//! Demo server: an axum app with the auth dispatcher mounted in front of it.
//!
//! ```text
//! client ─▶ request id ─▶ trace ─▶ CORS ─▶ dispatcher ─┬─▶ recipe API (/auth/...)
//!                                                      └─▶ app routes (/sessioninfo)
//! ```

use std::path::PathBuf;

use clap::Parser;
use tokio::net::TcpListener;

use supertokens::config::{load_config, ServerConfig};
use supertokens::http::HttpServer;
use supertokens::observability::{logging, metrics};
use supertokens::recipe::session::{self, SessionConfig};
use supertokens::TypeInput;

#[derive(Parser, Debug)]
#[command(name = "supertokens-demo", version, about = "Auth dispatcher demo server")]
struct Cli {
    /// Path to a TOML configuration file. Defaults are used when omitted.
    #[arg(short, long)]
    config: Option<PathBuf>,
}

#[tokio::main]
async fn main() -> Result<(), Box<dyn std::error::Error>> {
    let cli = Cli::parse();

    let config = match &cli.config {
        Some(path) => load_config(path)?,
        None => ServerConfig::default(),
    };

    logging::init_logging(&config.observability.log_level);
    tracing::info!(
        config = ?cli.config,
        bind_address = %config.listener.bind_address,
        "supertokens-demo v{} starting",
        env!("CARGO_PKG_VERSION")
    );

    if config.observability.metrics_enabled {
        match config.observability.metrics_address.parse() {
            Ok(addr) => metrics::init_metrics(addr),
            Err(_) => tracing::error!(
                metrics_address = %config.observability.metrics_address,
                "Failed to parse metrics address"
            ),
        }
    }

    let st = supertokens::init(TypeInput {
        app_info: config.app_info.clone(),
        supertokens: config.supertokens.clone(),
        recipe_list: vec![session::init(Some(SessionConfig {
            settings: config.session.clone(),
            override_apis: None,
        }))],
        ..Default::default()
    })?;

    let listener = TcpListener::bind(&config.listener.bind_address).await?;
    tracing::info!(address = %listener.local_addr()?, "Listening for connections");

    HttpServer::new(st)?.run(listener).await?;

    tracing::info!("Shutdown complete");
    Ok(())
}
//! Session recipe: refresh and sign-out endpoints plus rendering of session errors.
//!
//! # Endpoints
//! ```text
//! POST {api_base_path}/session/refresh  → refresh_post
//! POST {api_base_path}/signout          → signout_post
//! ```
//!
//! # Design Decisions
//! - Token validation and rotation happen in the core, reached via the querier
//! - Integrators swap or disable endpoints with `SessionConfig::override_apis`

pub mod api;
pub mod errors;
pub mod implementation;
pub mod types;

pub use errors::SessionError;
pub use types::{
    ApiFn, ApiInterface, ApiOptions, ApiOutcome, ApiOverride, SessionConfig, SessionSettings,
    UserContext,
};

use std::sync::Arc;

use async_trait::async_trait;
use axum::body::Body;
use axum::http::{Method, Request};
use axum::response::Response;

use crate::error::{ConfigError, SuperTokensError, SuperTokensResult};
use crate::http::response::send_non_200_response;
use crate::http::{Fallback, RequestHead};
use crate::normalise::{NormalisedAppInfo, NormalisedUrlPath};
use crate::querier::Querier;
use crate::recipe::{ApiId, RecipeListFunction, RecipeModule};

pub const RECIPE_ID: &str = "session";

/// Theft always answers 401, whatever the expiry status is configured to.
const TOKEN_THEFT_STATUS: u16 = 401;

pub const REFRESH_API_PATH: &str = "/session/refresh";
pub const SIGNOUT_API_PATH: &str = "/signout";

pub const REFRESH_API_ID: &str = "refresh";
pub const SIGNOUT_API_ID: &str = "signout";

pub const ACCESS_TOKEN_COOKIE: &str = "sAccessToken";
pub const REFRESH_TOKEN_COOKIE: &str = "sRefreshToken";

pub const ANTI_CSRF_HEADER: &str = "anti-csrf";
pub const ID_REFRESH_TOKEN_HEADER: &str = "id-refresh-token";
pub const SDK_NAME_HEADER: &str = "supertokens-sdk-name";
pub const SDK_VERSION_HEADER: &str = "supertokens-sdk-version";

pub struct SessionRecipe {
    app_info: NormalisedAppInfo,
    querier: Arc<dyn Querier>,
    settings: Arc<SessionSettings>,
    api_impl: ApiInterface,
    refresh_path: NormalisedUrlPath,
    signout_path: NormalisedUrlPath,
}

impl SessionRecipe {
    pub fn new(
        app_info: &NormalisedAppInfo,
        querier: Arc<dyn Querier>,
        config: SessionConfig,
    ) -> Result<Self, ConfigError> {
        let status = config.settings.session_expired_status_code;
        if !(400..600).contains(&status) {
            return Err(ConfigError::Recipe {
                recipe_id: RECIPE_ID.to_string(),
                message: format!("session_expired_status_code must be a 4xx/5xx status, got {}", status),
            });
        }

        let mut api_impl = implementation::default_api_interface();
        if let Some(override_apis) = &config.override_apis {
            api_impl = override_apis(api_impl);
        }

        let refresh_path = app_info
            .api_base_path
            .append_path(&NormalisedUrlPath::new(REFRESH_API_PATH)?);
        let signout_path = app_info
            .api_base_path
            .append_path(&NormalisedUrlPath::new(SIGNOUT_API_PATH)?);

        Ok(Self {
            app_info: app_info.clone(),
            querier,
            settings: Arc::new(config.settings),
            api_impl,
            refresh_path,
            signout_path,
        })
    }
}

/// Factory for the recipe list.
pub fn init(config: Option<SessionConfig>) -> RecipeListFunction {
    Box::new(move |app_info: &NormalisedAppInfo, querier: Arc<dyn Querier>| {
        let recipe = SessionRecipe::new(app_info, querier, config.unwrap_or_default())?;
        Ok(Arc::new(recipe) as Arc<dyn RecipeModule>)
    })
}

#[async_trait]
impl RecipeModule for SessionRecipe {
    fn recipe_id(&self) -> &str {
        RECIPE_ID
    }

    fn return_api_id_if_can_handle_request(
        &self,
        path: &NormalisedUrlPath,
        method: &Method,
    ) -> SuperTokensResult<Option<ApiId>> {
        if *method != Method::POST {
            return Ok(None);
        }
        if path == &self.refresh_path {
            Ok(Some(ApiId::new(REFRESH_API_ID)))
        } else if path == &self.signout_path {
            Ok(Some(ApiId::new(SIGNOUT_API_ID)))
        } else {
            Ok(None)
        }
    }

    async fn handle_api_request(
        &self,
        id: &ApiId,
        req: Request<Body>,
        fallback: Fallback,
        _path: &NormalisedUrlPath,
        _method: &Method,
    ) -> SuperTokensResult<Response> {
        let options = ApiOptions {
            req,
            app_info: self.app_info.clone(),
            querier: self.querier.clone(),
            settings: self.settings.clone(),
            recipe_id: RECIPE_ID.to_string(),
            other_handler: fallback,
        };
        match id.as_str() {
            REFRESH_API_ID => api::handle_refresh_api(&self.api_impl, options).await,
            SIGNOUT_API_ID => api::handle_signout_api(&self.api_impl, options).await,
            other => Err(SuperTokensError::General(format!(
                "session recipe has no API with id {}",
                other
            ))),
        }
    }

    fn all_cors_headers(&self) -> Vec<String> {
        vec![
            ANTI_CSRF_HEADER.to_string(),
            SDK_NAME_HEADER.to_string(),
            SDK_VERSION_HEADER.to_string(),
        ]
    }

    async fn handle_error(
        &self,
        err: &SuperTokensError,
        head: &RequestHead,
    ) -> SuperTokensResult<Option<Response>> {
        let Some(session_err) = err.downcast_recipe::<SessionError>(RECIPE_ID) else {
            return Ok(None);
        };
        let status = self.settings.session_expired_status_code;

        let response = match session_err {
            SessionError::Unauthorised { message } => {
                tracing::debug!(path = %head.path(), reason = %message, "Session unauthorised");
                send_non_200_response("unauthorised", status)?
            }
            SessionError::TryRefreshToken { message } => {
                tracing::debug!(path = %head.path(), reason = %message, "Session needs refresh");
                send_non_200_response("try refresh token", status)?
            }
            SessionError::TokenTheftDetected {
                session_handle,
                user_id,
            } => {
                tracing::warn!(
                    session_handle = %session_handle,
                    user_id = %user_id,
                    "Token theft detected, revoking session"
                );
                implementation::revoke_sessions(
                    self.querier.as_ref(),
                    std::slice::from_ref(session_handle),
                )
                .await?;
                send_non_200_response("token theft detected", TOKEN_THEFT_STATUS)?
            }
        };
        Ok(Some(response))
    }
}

------------

Return exactly what appears above, from the first line of the entries to the line with "use supertokens::http::HttpServer;", inclusive.

//! Demo server: an axum app with the auth dispatcher mounted in front of it.
//!
//! ```text
//! client ─▶ request id ─▶ trace ─▶ CORS ─▶ dispatcher ─┬─▶ recipe API (/auth/...)
//!                                                      └─▶ app routes (/sessioninfo)
//! ```

use std::path::PathBuf;

use clap::Parser;
use tokio::net::TcpListener;

use supertokens::config::{load_config, ServerConfig};
use supertokens::http::HttpServer;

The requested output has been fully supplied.